Di sisi lain Naura kini sudah pulang ke rumah dan ia tampak sedih ketika ia tahu suaminya belum juga pulang ke rumah.
"Ke mana ya Mas Aldo? Tadi udah aku telepon tapi nggak diangkat. Dia lagi ngapain dan sibuk apa ya kok sampai angkat telepon dari aku aja nggak bisa?"
Naura merasa khawatir pada suaminya itu, memang suaminya akhir-akhir ini sering pulang terlambat namun tak biasanya sampai lama sekali pulangnya.
"Aku coba telepon Mas Aldo lagi deh," kata Naura. Ia lantas mengambil ponselnya dari dalam tasnya lalu memencet tombol hingga terhubung.
[ Hallo, Mas? Mas Aldo kok belum pulang? Sekarang lagi di mana, Mas? Aku khawatir banget karena Mas Aldo belum juga pulang. ]
[ Kamu itu ya ngapain nelepon aku terus hah! Ganggu aja kamu! ]
Naura sampai menjauhkan ponselnya dari telinganya karena ia terkejut mendengar Aldo yang membentaknya seperti itu.
[ Kenapa sih kamu itu ganggu aku terus? Aku ini di sini lagi sibuk banget tau nggak! Kamu malah seenaknya ganggu terus telepon aku terus! ]

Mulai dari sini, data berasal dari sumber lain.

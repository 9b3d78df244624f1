//! Rendezvous-hash placement: which nodes store which shards.
//!
//! Every node scores every (node, shard) pair with the same hash and keeps
//! the shards where it ranks among the top `replication_factor` nodes. For a
//! fixed node set the result is a pure deterministic function, identical on
//! every node, so no coordination is needed to agree on placement.
//!
//! Rendezvous (highest-random-weight) hashing is used rather than modulo or
//! ring hashing: adding or removing one node remaps only ~1/|nodes| of the
//! shards instead of reshuffling everything.

use crate::error::Result;
use crate::placement::Sharder;
use crate::types::{NodeId, ShardLabel};
use sha2::{Digest, Sha256};
use std::collections::{HashMap, HashSet};
use tracing::info;

/// Deterministic shard-ownership decider for one node.
///
/// The node set is immutable for the lifetime of an instance. When cluster
/// membership changes, construct a new decider; migrating already-stored
/// shards to their new owners is a separate rebalancing concern not handled
/// here.
#[derive(Debug, Clone)]
pub struct RendezvousDecider {
    namespace: String,
    replication_factor: usize,
    self_node: NodeId,
    nodes: Vec<NodeId>,
    sharder: Sharder,
    owned: HashSet<ShardLabel>,
}

impl RendezvousDecider {
    /// Build a decider and precompute this node's owned-shard set.
    pub fn new(
        namespace: impl Into<String>,
        replication_factor: usize,
        self_node: NodeId,
        mut nodes: Vec<NodeId>,
        sharder: Sharder,
    ) -> Self {
        nodes.sort();
        nodes.dedup();

        let mut decider = Self {
            namespace: namespace.into(),
            replication_factor,
            self_node,
            nodes,
            sharder,
            owned: HashSet::new(),
        };
        decider.owned = decider.compute_owned();

        info!(
            node = %decider.self_node,
            nodes = decider.nodes.len(),
            replication_factor,
            owned_shards = decider.owned.len(),
            "Computed shard ownership"
        );

        decider
    }

    /// Whether this node is one of the replicas for the given content id.
    pub fn should_store(&self, id: &str) -> Result<bool> {
        let shard = self.sharder.shard_for_str(id)?;
        Ok(self.owned.contains(&shard))
    }

    /// The shards this node owns, in enumeration order.
    pub fn owned_shards(&self) -> Vec<ShardLabel> {
        self.sharder
            .enumerate_shards()
            .into_iter()
            .filter(|s| self.owned.contains(s))
            .collect()
    }

    /// The storage-bucket key prefix for a content id: `{namespace}_{shard}`.
    pub fn namespaced_key_for(&self, id: &str) -> Result<String> {
        let shard = self.sharder.shard_for_str(id)?;
        Ok(format!("{}_{}", self.namespace, shard))
    }

    /// The ordered top-N replica set for a shard, highest score first.
    ///
    /// Identical on every node holding the same inputs; used to answer
    /// "who stores X" without asking anyone.
    pub fn replicas_for(&self, shard: &ShardLabel) -> Vec<NodeId> {
        let mut scored: Vec<(u64, &NodeId)> = self
            .nodes
            .iter()
            .map(|node| (rendezvous_score(node, shard), node))
            .collect();
        // highest score wins; hash ties break toward the lexicographically
        // smaller node id, the same on every node
        scored.sort_by(|a, b| b.0.cmp(&a.0).then_with(|| a.1.cmp(b.1)));
        scored
            .into_iter()
            .take(self.replication_factor)
            .map(|(_, node)| node.clone())
            .collect()
    }

    /// The full shard-to-replicas table.
    pub fn ownership_table(&self) -> HashMap<ShardLabel, Vec<NodeId>> {
        self.sharder
            .enumerate_shards()
            .into_iter()
            .map(|shard| {
                let replicas = self.replicas_for(&shard);
                (shard, replicas)
            })
            .collect()
    }

    pub fn namespace(&self) -> &str {
        &self.namespace
    }

    pub fn replication_factor(&self) -> usize {
        self.replication_factor
    }

    pub fn self_node(&self) -> &NodeId {
        &self.self_node
    }

    pub fn sharder(&self) -> &Sharder {
        &self.sharder
    }

    fn compute_owned(&self) -> HashSet<ShardLabel> {
        self.sharder
            .enumerate_shards()
            .into_iter()
            .filter(|shard| self.replicas_for(shard).contains(&self.self_node))
            .collect()
    }
}

/// Uniform hash score for one (node, shard) pair: SHA-256 over the node
/// identity concatenated with the shard label, first 8 bytes as a big-endian
/// integer.
fn rendezvous_score(node: &NodeId, shard: &ShardLabel) -> u64 {
    let mut hasher = Sha256::new();
    hasher.update(node.as_str().as_bytes());
    hasher.update(shard.as_str().as_bytes());
    let digest = hasher.finalize();
    u64::from_be_bytes(digest[..8].try_into().expect("digest is 32 bytes"))
}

Naura merasakan hatinya sakit mendengar bentakan Aldo yang bertubi-tubi itu. Ia pun dengan refleks memegangi dadanya dan tanpa terasa air matanya mengalir di pipinya.
[ Maafin aku, Mas. ]
[ Maaf maaf! Kamu itu cuma bisanya minta maaf dong! Dasar kamu perempuan nggak berguna! Kamu itu nggak ada gunanya kerja aja kamu nggak becus makanya kamu dipecat! Udahlah jangan nelepon aku lagi kamu nggak usah sok peduli sama aku mendingan kamu urus rumah sana bersihin rumah biar nanti kalau aku udah pulang semuanya udah bersih udah rapi! ]
[ Iya, Mas. ]
Tut Tut Tut!
Sambungan diputuskan oleh Aldo yang mengakhiri panggilan telepon. Naura lantas menangis sejadi-jadinya sambil terus mengusap air matanya yang terus membasahi pipinya.
"Aku harus sabar, aku harus bisa lebih sabar aku pasti bisa kok," ucap Naura menyemangati dirinya sendiri.
Tanpa Naura tahu, di jendela rumahnya ada seseorang yang sedang mengintipnya. Dialah Elang yang menyeringai licik melihat Naura.